I'm starting to stress more on this separation not being separate enough, and therefor now allowing him to really miss me, the girls, this house, our community etc. I know that sounds strange as I didn't want him to leave, but at least if we are going to go through this hell I'd like it to be productive. But because he is staying with a friend over an hour away, and the logistics of him getting down here to see the girls on work nights etc, much of his visiting will be here at the house.
Like tonight, D6 has a make up T ball game this afternoon at 4:30. He's going to get off work early, come down for that, then take the girls out to dinner, then he told them he'd tuck them in bed. D6 has been staying up until around 9pm since it's summer and schools out. So I decided to go grocery shopping tonight (not often I can do that without kids in tow) but obviously I will need to come home to get the groceries in etc. Then what. Do I take off again, or just go outside and work in my garden and make myself scarce?

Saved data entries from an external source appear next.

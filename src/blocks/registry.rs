//! The closed set of structured block kinds and their static configuration.
//!
//! Adding a block kind means adding a [`BlockKind`] variant, a schema function
//! and a `BlockTypeConfig` constant; nothing else dispatches on language
//! strings.

use crate::blocks::path::ParsedPath;
use crate::blocks::schema::{attributes_schema, callout_schema, ValidationIssue};
use crate::blocks::validator::{validate_attributes, ValidationContext};
use serde_json::Value;

pub type SchemaFn = fn(&Value) -> Vec<ValidationIssue>;
pub type SemanticFn = fn(&Value, &ValidationContext) -> Vec<String>;

/// Marker wrapping annotation text that still needs fuzzy resolution
/// against document prose.
pub const FUZZY_OPEN: &str = "FUZZY[[";
pub const FUZZY_CLOSE: &str = "]]";

pub fn wrap_fuzzy(text: &str) -> String {
    format!("{FUZZY_OPEN}{text}{FUZZY_CLOSE}")
}

pub fn unwrap_fuzzy(text: &str) -> Option<&str> {
    text.strip_prefix(FUZZY_OPEN)?.strip_suffix(FUZZY_CLOSE)
}

pub struct BlockTypeConfig {
    pub language: &'static str,
    /// At most one block of this language per document.
    pub singleton: bool,
    /// Fields that may be set once and never changed, with the reason shown
    /// when a patch tries.
    pub immutable: &'static [(&'static str, &'static str)],
    pub id_paths: &'static [&'static str],
    pub actor_paths: &'static [&'static str],
    /// String fields whose patched values are resolved fuzzily against prose.
    pub fuzzy_text_paths: &'static [&'static str],
    pub schema: SchemaFn,
    pub validate: Option<SemanticFn>,
}

impl std::fmt::Debug for BlockTypeConfig {
    fn fmt(&self, f: &mut std::fmt::Formatter<'_>) -> std::fmt::Result {
        f.debug_struct("BlockTypeConfig")
            .field("language", &self.language)
            .field("singleton", &self.singleton)
            .field("immutable", &self.immutable)
            .field("id_paths", &self.id_paths)
            .field("actor_paths", &self.actor_paths)
            .field("fuzzy_text_paths", &self.fuzzy_text_paths)
            .field("validate", &self.validate.is_some())
            .finish()
    }
}

static ATTRIBUTES: BlockTypeConfig = BlockTypeConfig {
    language: "attributes",
    singleton: true,
    immutable: &[],
    id_paths: &["annotations.*.id"],
    actor_paths: &["annotations.*.actor"],
    fuzzy_text_paths: &["annotations.*.text"],
    schema: attributes_schema,
    validate: Some(validate_attributes),
};

static CALLOUT: BlockTypeConfig = BlockTypeConfig {
    language: "callout",
    singleton: false,
    immutable: &[(
        "kind",
        "callout kind is fixed once created; add a new callout instead",
    )],
    id_paths: &["id"],
    actor_paths: &["actor"],
    fuzzy_text_paths: &[],
    schema: callout_schema,
    validate: None,
};

#[derive(Debug, Clone, Copy, PartialEq, Eq, Hash)]
pub enum BlockKind {
    Attributes,
    Callout,
}

impl BlockKind {
    pub const ALL: [BlockKind; 2] = [BlockKind::Attributes, BlockKind::Callout];

    pub fn from_language(language: &str) -> Option<Self> {
        Self::ALL.into_iter().find(|k| k.language() == language)
    }

    pub fn config(self) -> &'static BlockTypeConfig {
        match self {
            BlockKind::Attributes => &ATTRIBUTES,
            BlockKind::Callout => &CALLOUT,
        }
    }

    pub fn language(self) -> &'static str {
        self.config().language
    }

    pub fn is_singleton(self) -> bool {
        self.config().singleton
    }

    pub fn id_paths(self) -> Vec<ParsedPath> {
        parse_paths(self.config().id_paths)
    }

    pub fn actor_paths(self) -> Vec<ParsedPath> {
        parse_paths(self.config().actor_paths)
    }

    pub fn fuzzy_text_paths(self) -> Vec<ParsedPath> {
        parse_paths(self.config().fuzzy_text_paths)
    }

    /// Field holding the identifier of a whole block, for repeatable kinds.
    pub fn identity_field(self) -> Option<String> {
        if self.is_singleton() {
            return None;
        }
        self.id_paths().into_iter().find_map(|p| match p {
            ParsedPath::Root { field } => Some(field),
            ParsedPath::ArrayItem { .. } => None,
        })
    }

    /// Identifier of a parsed block value, for repeatable kinds.
    pub fn identity(self, value: &Value) -> Option<String> {
        let field = self.identity_field()?;
        value.get(&field)?.as_str().map(str::to_string)
    }

    /// Identifier field used for items of `array_field`, defaulting to `id`.
    pub fn item_id_field(self, array_field: &str) -> String {
        self.id_paths()
            .into_iter()
            .find_map(|p| match p {
                ParsedPath::ArrayItem {
                    array_field: a,
                    item_field,
                } if a == array_field => Some(item_field),
                _ => None,
            })
            .unwrap_or_else(|| "id".to_string())
    }

    pub fn check_schema(self, value: &Value) -> Vec<ValidationIssue> {
        (self.config().schema)(value)
    }

    pub fn check_semantics(self, value: &Value, context: &ValidationContext) -> Vec<String> {
        match self.config().validate {
            Some(validate) => validate(value, context),
            None => Vec::new(),
        }
    }
}

fn parse_paths(raw: &[&str]) -> Vec<ParsedPath> {
    raw.iter()
        .filter_map(|p| match ParsedPath::parse(p) {
            Ok(path) => Some(path),
            Err(err) => {
                log::warn!("ignoring invalid registry path: {err}");
                None
            }
        })
        .collect()
}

He's a great Dad, so plans to see them like every other day. All the weeknight things will probably be here, and we can't afford for him to eat out with them each time he sees them, so how does that work? Do I cook for him with the girls, feed them early, say..... "bring groceries to cook for you and the girls" (not likely since he'd be coming straight from work, and without stopping doesn't get here unil 6:30pm).
I mean, logistically, because he is at a friends and not in his own place where he can take them, and it's so far, I feel like this separation isn't going to be as separate as it should be to maybe affect change.
UGH!
So final question if you got through all that.

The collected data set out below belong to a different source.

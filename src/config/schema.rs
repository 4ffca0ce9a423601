use crate::blocks::cache::DEFAULT_MAX_ENTRIES;
use crate::matcher::{ANNOTATION_MATCH_THRESHOLD, PREVIEW_CONTEXT_LINES, RANGE_MATCH_THRESHOLD};
use serde::Deserialize;
use std::fmt;
use std::path::PathBuf;

/// Engine settings. Every field has a default, so an empty file is valid.
#[derive(Debug, Deserialize, Default, Clone, PartialEq)]
#[serde(deny_unknown_fields)]
pub struct EngineConfig {
    #[serde(default)]
    pub matching: MatchingConfig,
    #[serde(default)]
    pub actor: ActorConfig,
    #[serde(default)]
    pub cache: CacheConfig,
    #[serde(default)]
    pub workspace: WorkspaceConfig,
}

#[derive(Debug, Deserialize, Clone, PartialEq)]
#[serde(default, deny_unknown_fields)]
pub struct MatchingConfig {
    /// Minimum per-line similarity for fuzzy range anchors.
    pub range_threshold: f64,
    /// Minimum similarity for fuzzy annotation text.
    pub annotation_threshold: f64,
    /// Context lines shown around ambiguous candidates.
    pub preview_context: usize,
}

impl Default for MatchingConfig {
    fn default() -> Self {
        Self {
            range_threshold: RANGE_MATCH_THRESHOLD,
            annotation_threshold: ANNOTATION_MATCH_THRESHOLD,
            preview_context: PREVIEW_CONTEXT_LINES,
        }
    }
}

#[derive(Debug, Deserialize, Clone, PartialEq)]
#[serde(default, deny_unknown_fields)]
pub struct ActorConfig {
    pub name: String,
}

impl Default for ActorConfig {
    fn default() -> Self {
        Self {
            name: "agent".to_string(),
        }
    }
}

#[derive(Debug, Deserialize, Clone, PartialEq)]
#[serde(default, deny_unknown_fields)]
pub struct CacheConfig {
    pub max_entries: usize,
}

impl Default for CacheConfig {
    fn default() -> Self {
        Self {
            max_entries: DEFAULT_MAX_ENTRIES,
        }
    }
}

#[derive(Debug, Deserialize, Default, Clone, PartialEq)]
#[serde(default, deny_unknown_fields)]
pub struct WorkspaceConfig {
    /// Root that range references may read from; the current directory when unset.
    pub root: Option<PathBuf>,
}

impl EngineConfig {
    pub fn validate(&self) -> Result<(), ValidationError> {
        let mut issues = Vec::new();

        for (field, value) in [
            ("matching.range_threshold", self.matching.range_threshold),
            ("matching.annotation_threshold", self.matching.annotation_threshold),
        ] {
            if !(value > 0.0 && value <= 1.0) {
                issues.push(ValidationIssue::OutOfRange {
                    field,
                    message: format!("{value} is not in (0, 1]"),
                });
            }
        }

        if self.cache.max_entries == 0 {
            issues.push(ValidationIssue::OutOfRange {
                field: "cache.max_entries",
                message: "must be at least 1".to_string(),
            });
        }

        if self.actor.name.trim().is_empty() {
            issues.push(ValidationIssue::MissingField { field: "actor.name" });
        }

        if issues.is_empty() {
            Ok(())
        } else {
            Err(ValidationError { issues })
        }
    }
}

#[derive(Debug, Clone)]
pub struct ValidationError {
    pub issues: Vec<ValidationIssue>,
}

impl fmt::Display for ValidationError {
    fn fmt(&self, f: &mut fmt::Formatter<'_>) -> fmt::Result {
        for (idx, issue) in self.issues.iter().enumerate() {
            if idx > 0 {
                writeln!(f)?;
            }
            write!(f, "{issue}")?;
        }
        Ok(())
    }
}

impl std::error::Error for ValidationError {}

#[derive(Debug, Clone, PartialEq, Eq)]
pub enum ValidationIssue {
    MissingField { field: &'static str },
    OutOfRange { field: &'static str, message: String },
}

impl fmt::Display for ValidationIssue {
    fn fmt(&self, f: &mut fmt::Formatter<'_>) -> fmt::Result {
        match self {
            ValidationIssue::MissingField { field } => {
                write!(f, "missing required field '{field}'")
            }
            ValidationIssue::OutOfRange { field, message } => {
                write!(f, "'{field}' out of range: {message}")
            }
        }
    }
}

He called this morning while I was oustide staining our deck. He left a message saying he just wanted to check on the girls to see how they were doing and to give him a call, or if I didn't want to he'd just see me tonight at the T ball game. I'm planning on NOT calling and just seeing him tonight.

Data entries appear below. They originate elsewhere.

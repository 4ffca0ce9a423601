use crate::edit::EditError;
use thiserror::Error;

#[derive(Error, Debug)]
pub enum BlockError {
    #[error("invalid JSON in {language} block: {message}")]
    InvalidJson { language: String, message: String },

    #[error("unknown block language: {0}")]
    UnknownLanguage(String),

    #[error("no {language} block with id {id:?}")]
    BlockNotFound { language: String, id: String },

    #[error("{language} blocks are not singletons; an id is required to select one")]
    IdRequired { language: String },

    #[error("invalid block path '{input}': {message}")]
    InvalidPath { input: String, message: String },

    #[error("edit error: {0}")]
    Edit(#[from] EditError),
}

Also, we had some big issues last night with D6 and more destructive behavior in the house (she's been doing this the last couple of months. Ripping wall paper, breaking tile, squirting hand soap on the carpet etc. This is NOT like and and very new)........Anyway, she did the soap carpet thing last night, and I want to tell him about it, but I'm worried that he'll just see it as a "guilt thing" instead of me informing him how they are doing. Thoughts? I think he needs to know it's not all rosy, although he isn't seeing things as they really are right now anyway.
Chris
__________ Me:39 H:39 D:8 D:4 M:9 (T 13) Bomb 4-5-08, H moved out 6-16-08, Reconciled and H moved back in 5-31-09 Still doing GREAT a year later!!!